▶ [Task directions]
Where a line of the records holds the string "right", copy that line.

Saved data entries
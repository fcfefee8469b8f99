use bevy::prelude::*;

/// Accumulated fixed-step simulation time, in milliseconds.
///
/// Timers measure against this clock instead of the wall clock so headless
/// runs and tests stay deterministic.
#[derive(Resource, Default, Clone, Copy)]
pub struct GameClock {
    pub now_ms: f64,
}

impl GameClock {
    pub fn advance(&mut self, dt_secs: f32) {
        self.now_ms += dt_secs as f64 * 1000.0;
    }
}

pub struct ClockPlugin;

impl Plugin for ClockPlugin {
    fn build(&self, app: &mut App) {
        app.insert_resource(GameClock::default())
            .add_systems(FixedPreUpdate, tick_clock);
    }
}

pub fn tick_clock(time: Res<Time<Fixed>>, mut clock: ResMut<GameClock>) {
    clock.advance(time.delta_secs());
}

/// Interval gate used for cooldowns and invulnerability windows.
#[derive(Clone, Copy, Debug)]
pub struct IntervalTimer {
    started_ms: f64,
    interval_ms: f64,
}

impl IntervalTimer {
    pub fn new(clock: &GameClock, interval_ms: f64) -> Self {
        Self {
            started_ms: clock.now_ms,
            interval_ms,
        }
    }

    /// Back-dated so the first `has_reached_interval` check already passes,
    /// even at clock zero.
    pub fn stale(interval_ms: f64) -> Self {
        Self {
            started_ms: -interval_ms,
            interval_ms,
        }
    }

    pub fn interval_ms(&self) -> f64 {
        self.interval_ms
    }

    pub fn has_reached_interval(&self, clock: &GameClock) -> bool {
        clock.now_ms - self.started_ms >= self.interval_ms
    }

    /// Sub-interval check: elapsed >= interval * ratio.
    ///
    /// Ratios outside [0, 1] are logged and read as "not yet reached".
    pub fn has_reached(&self, clock: &GameClock, ratio: f64) -> bool {
        if !(0.0..=1.0).contains(&ratio) {
            warn!("IntervalTimer::has_reached called with ratio {ratio} outside [0, 1]");
            return false;
        }
        clock.now_ms - self.started_ms >= self.interval_ms * ratio
    }

    pub fn reset_to_now(&mut self, clock: &GameClock) {
        self.started_ms = clock.now_ms;
    }
}
use bevy::prelude::*;

/// Pressed-key state consumed by the player systems. A keyboard system fills
/// it when a real input device is present; headless embedders and tests
/// write the fields directly.
#[derive(Resource, Default, Clone, Copy, Debug)]
pub struct PlayerInput {
    pub left: bool,
    pub right: bool,
    pub jump: bool,
    pub attack: bool,
    pub dash: bool,
    pub heal: bool,
}

pub struct InputPlugin;

impl Plugin for InputPlugin {
    fn build(&self, app: &mut App) {
        app.insert_resource(PlayerInput::default())
            .add_systems(FixedPreUpdate, collect_keyboard_input);
    }
}

fn collect_keyboard_input(
    keyboard: Option<Res<ButtonInput<KeyCode>>>,
    mut input: ResMut<PlayerInput>,
) {
    let Some(keys) = keyboard else {
        return;
    };
    input.left = keys.pressed(KeyCode::ArrowLeft) || keys.pressed(KeyCode::KeyA);
    input.right = keys.pressed(KeyCode::ArrowRight) || keys.pressed(KeyCode::KeyD);
    input.jump = keys.pressed(KeyCode::ArrowUp) || keys.pressed(KeyCode::KeyW);
    input.attack = keys.pressed(KeyCode::KeyF) || keys.pressed(KeyCode::Enter);
    input.dash = keys.pressed(KeyCode::Space);
    input.heal = keys.pressed(KeyCode::KeyH);
}
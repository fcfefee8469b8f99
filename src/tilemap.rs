use std::collections::HashMap;
use std::path::Path;

use bevy::prelude::*;

/// A placed tile: source tile id plus its grid cell.
#[derive(Clone, Copy, Debug, PartialEq, Eq)]
pub struct Tile {
    pub tile_id: u32,
    pub grid: (i32, i32),
}

/// Sparse tile map. Solid (collidable) and decorative (`no_collision`)
/// tiles live in disjoint maps keyed by grid coordinate; both are populated
/// once at load and immutable afterward.
#[derive(Resource, Clone, Debug)]
pub struct Tilemap {
    pub tile_size: f32,
    pub player_spawn: (f32, f32),
    solid: HashMap<(i32, i32), Tile>,
    decor: HashMap<(i32, i32), Tile>,
}

#[derive(serde::Deserialize)]
struct MapTileDef {
    #[serde(default)]
    no_collision: bool,
}

#[derive(serde::Deserialize)]
struct MapTile {
    id: u32,
    x: i32,
    y: i32,
}

#[derive(serde::Deserialize)]
struct MapFile {
    tile_size: f32,
    #[serde(default)]
    player_spawn: Option<(f32, f32)>,
    #[serde(default)]
    tile_defs: HashMap<String, MapTileDef>,
    tiles: Vec<MapTile>,
}

impl Tilemap {
    pub fn new(tile_size: f32) -> Self {
        Self {
            tile_size,
            player_spawn: (0.0, 0.0),
            solid: HashMap::new(),
            decor: HashMap::new(),
        }
    }

    pub fn insert_tile(&mut self, tile_id: u32, grid: (i32, i32), no_collision: bool) {
        let tile = Tile { tile_id, grid };
        if no_collision {
            self.decor.insert(grid, tile);
        } else {
            self.solid.insert(grid, tile);
        }
    }

    pub fn load(path: &Path) -> Result<Self, String> {
        let contents = std::fs::read_to_string(path)
            .map_err(|e| format!("failed to read map file {}: {e}", path.display()))?;
        Self::from_json(&contents)
            .map_err(|e| format!("failed to parse map file {}: {e}", path.display()))
    }

    pub fn from_json(contents: &str) -> Result<Self, String> {
        let file: MapFile = serde_json::from_str(contents).map_err(|e| e.to_string())?;
        if file.tile_size <= 0.0 {
            return Err(format!("tile_size must be positive, got {}", file.tile_size));
        }

        let mut defs: HashMap<u32, bool> = HashMap::new();
        for (key, def) in &file.tile_defs {
            let id: u32 = key
                .parse()
                .map_err(|_| format!("tile_defs key '{key}' is not a tile id"))?;
            defs.insert(id, def.no_collision);
        }

        let mut map = Tilemap::new(file.tile_size);
        if let Some(spawn) = file.player_spawn {
            map.player_spawn = spawn;
        }
        for tile in &file.tiles {
            let no_collision = defs.get(&tile.id).copied().unwrap_or(false);
            map.insert_tile(tile.id, (tile.x, tile.y), no_collision);
        }
        Ok(map)
    }

    /// Grid cell containing `point`. Coordinates exactly on a cell boundary
    /// floor-divide toward the lower-index cell.
    pub fn cell_of(&self, point: Vec2) -> (i32, i32) {
        (
            (point.x / self.tile_size).floor() as i32,
            (point.y / self.tile_size).floor() as i32,
        )
    }

    pub fn is_solid_cell(&self, grid: (i32, i32)) -> bool {
        self.solid.contains_key(&grid)
    }

    pub fn is_solid_tile(&self, point: Vec2) -> bool {
        self.is_solid_cell(self.cell_of(point))
    }

    pub fn tile_rect(&self, grid: (i32, i32)) -> Rect {
        let ts = self.tile_size;
        let min = Vec2::new(grid.0 as f32 * ts, grid.1 as f32 * ts);
        Rect::from_corners(min, min + Vec2::splat(ts))
    }

    /// Solid tile rectangles in the cell bounding box of `area`, inflated by
    /// one cell in each direction. Cells outside the loaded map simply yield
    /// nothing.
    pub fn physics_rects_around(&self, area: Rect) -> Vec<Rect> {
        let ts = self.tile_size;
        let start_x = (area.min.x / ts).floor() as i32 - 1;
        let end_x = (area.max.x / ts).floor() as i32 + 1;
        let start_y = (area.min.y / ts).floor() as i32 - 1;
        let end_y = (area.max.y / ts).floor() as i32 + 1;

        let mut rects = Vec::new();
        for y in start_y..=end_y {
            for x in start_x..=end_x {
                if self.solid.contains_key(&(x, y)) {
                    rects.push(self.tile_rect((x, y)));
                }
            }
        }
        rects
    }

    pub fn solid_count(&self) -> usize {
        self.solid.len()
    }

    pub fn decor_count(&self) -> usize {
        self.decor.len()
    }

    /// A small level for headless runs and tests: a long floor, a step, a
    /// wall, and a floating platform.
    pub fn test_level() -> Self {
        let mut map = Tilemap::new(16.0);
        map.player_spawn = (2000.0, 200.0);

        for x in 0..160 {
            map.insert_tile(1, (x, 0), false);
        }
        for x in 40..44 {
            map.insert_tile(1, (x, 1), false);
        }
        for y in 1..5 {
            map.insert_tile(1, (80, y), false);
        }
        for x in 60..66 {
            map.insert_tile(1, (x, 5), false);
        }
        for x in 0..40 {
            map.insert_tile(7, (x, 1), true);
        }
        map
    }
}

▶ [Answer]
    pub right: bool,
    input.right = keys.pressed(KeyCode::ArrowRight) || keys.pressed(KeyCode::KeyD);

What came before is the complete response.